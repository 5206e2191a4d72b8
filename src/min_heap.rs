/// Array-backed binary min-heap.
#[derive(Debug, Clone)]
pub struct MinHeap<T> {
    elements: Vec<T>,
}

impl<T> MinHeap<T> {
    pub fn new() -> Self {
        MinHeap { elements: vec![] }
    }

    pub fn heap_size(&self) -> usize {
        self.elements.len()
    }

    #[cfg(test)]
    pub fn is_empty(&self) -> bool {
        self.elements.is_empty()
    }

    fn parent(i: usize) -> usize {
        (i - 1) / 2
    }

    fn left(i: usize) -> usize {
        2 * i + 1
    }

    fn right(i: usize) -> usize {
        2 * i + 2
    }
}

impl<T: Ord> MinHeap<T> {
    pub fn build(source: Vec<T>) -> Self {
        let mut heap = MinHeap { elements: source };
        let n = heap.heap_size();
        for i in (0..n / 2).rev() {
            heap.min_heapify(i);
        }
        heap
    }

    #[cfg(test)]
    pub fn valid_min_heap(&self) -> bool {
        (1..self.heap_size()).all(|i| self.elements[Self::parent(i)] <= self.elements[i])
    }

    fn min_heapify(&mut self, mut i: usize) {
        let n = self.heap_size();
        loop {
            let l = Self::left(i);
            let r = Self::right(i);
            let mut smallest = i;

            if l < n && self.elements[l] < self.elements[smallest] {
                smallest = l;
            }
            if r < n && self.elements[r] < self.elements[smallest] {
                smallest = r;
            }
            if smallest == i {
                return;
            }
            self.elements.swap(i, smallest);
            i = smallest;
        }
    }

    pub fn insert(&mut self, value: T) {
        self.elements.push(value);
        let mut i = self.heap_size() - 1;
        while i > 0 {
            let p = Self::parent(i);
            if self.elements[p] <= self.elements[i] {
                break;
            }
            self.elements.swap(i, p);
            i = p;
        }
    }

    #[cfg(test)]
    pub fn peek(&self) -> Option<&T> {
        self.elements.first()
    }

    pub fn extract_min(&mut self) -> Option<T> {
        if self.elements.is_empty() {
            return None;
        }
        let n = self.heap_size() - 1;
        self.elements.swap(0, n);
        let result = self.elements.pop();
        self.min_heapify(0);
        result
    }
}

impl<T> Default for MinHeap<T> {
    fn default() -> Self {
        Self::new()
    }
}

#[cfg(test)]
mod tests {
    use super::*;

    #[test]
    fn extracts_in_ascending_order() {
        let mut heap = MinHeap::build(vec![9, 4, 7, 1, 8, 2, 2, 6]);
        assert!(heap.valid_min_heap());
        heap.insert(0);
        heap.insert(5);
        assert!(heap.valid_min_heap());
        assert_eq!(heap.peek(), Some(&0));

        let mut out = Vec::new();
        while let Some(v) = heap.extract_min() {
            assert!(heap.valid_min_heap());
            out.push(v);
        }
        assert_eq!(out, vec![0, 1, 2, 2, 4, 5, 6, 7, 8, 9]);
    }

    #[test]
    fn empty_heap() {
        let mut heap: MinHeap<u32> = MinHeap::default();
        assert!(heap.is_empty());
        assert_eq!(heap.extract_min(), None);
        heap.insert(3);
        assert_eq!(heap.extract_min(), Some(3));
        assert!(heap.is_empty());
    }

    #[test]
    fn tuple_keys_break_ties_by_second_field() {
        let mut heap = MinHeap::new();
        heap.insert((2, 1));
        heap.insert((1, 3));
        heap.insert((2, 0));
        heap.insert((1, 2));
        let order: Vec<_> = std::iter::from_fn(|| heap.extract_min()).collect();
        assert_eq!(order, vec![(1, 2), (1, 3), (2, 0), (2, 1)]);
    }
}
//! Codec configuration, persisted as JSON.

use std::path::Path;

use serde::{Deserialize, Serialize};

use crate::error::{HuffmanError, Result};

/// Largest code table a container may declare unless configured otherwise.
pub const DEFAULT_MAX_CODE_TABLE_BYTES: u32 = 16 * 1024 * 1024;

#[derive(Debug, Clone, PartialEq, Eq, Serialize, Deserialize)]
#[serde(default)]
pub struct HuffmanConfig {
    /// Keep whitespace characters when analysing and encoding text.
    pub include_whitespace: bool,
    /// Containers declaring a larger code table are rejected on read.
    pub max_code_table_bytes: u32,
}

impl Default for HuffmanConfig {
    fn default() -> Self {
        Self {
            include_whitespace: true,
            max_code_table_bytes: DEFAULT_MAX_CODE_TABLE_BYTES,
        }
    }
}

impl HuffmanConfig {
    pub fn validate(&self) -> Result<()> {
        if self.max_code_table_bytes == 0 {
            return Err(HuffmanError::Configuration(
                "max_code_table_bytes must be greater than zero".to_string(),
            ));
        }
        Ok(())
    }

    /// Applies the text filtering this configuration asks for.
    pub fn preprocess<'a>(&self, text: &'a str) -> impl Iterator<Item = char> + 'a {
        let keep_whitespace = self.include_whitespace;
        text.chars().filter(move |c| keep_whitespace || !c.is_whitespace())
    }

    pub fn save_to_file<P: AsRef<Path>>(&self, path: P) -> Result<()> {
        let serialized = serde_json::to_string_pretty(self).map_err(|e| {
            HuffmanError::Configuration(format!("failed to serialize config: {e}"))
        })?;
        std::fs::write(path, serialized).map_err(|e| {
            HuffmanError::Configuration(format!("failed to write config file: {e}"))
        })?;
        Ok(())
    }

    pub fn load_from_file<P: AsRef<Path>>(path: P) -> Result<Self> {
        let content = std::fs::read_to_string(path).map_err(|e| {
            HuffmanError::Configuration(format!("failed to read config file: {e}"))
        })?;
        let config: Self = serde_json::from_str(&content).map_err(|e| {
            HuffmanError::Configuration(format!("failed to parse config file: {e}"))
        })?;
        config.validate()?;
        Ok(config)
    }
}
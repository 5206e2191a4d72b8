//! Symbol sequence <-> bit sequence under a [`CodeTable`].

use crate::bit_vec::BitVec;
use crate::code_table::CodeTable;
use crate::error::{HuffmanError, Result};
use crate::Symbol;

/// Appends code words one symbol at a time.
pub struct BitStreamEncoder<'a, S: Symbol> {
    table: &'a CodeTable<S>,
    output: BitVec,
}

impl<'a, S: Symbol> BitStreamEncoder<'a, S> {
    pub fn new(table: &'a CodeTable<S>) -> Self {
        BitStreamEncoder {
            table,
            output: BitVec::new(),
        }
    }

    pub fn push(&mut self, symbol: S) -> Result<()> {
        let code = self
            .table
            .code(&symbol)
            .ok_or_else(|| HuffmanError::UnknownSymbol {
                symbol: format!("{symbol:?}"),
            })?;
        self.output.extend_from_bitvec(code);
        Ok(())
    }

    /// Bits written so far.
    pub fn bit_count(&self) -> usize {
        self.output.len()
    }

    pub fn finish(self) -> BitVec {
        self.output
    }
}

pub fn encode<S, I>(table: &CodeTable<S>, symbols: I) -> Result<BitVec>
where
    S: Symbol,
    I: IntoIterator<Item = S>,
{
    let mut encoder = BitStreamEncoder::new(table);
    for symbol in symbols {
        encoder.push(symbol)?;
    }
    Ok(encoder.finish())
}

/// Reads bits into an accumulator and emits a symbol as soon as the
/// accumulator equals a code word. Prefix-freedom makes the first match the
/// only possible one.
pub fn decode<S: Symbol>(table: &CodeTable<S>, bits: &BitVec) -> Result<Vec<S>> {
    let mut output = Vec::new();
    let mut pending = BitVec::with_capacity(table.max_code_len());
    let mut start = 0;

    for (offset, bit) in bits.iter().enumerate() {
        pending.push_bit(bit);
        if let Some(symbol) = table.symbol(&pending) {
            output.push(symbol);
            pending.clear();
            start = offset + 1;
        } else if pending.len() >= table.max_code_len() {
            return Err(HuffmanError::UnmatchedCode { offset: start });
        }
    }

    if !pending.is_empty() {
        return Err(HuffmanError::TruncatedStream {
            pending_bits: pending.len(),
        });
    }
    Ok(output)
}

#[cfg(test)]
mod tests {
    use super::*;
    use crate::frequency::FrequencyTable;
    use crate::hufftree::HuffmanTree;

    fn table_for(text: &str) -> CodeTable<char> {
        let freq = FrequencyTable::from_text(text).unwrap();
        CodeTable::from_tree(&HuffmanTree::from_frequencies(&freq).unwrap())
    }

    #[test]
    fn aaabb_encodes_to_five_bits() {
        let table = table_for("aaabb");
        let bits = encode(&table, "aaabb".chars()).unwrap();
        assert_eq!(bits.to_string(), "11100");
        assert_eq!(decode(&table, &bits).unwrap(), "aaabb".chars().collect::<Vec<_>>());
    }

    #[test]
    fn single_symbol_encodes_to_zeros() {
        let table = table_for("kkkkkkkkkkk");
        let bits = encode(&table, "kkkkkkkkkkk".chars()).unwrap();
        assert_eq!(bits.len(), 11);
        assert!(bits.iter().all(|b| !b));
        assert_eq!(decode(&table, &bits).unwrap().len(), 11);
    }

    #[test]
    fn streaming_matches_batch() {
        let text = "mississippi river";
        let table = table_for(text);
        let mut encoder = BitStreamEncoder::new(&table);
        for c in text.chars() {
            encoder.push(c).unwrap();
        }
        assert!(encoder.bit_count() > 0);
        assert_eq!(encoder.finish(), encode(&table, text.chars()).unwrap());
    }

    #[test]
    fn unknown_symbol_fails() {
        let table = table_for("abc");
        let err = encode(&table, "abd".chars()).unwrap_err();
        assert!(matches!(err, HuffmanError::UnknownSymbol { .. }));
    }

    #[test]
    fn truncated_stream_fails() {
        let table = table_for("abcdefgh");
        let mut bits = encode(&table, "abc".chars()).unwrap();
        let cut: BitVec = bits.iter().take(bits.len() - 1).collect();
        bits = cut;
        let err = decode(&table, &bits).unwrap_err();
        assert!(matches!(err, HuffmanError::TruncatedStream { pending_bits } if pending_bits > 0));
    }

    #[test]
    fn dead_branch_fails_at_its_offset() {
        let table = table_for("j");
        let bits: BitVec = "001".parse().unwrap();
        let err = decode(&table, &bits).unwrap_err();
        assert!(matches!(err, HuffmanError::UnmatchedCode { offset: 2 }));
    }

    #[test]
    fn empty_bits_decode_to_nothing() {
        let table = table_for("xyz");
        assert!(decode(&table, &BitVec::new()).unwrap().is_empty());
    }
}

Work to complete
Working from the data above, extract solely the lines from the one containing "pub fn push(&mut" through the one containing "start = offset + 1;", exactly as they appear, both included.

Response to this task
    pub fn push(&mut self, symbol: S) -> Result<()> {
        let code = self
            .table
            .code(&symbol)
            .ok_or_else(|| HuffmanError::UnknownSymbol {
                symbol: format!("{symbol:?}"),
            })?;
        self.output.extend_from_bitvec(code);
        Ok(())
    }

    /// Bits written so far.
    pub fn bit_count(&self) -> usize {
        self.output.len()
    }

    pub fn finish(self) -> BitVec {
        self.output
    }
}

pub fn encode<S, I>(table: &CodeTable<S>, symbols: I) -> Result<BitVec>
where
    S: Symbol,
    I: IntoIterator<Item = S>,
{
    let mut encoder = BitStreamEncoder::new(table);
    for symbol in symbols {
        encoder.push(symbol)?;
    }
    Ok(encoder.finish())
}

/// Reads bits into an accumulator and emits a symbol as soon as the
/// accumulator equals a code word. Prefix-freedom makes the first match the
/// only possible one.
pub fn decode<S: Symbol>(table: &CodeTable<S>, bits: &BitVec) -> Result<Vec<S>> {
    let mut output = Vec::new();
    let mut pending = BitVec::with_capacity(table.max_code_len());
    let mut start = 0;

    for (offset, bit) in bits.iter().enumerate() {
        pending.push_bit(bit);
        if let Some(symbol) = table.symbol(&pending) {
            output.push(symbol);
            pending.clear();
            start = offset + 1;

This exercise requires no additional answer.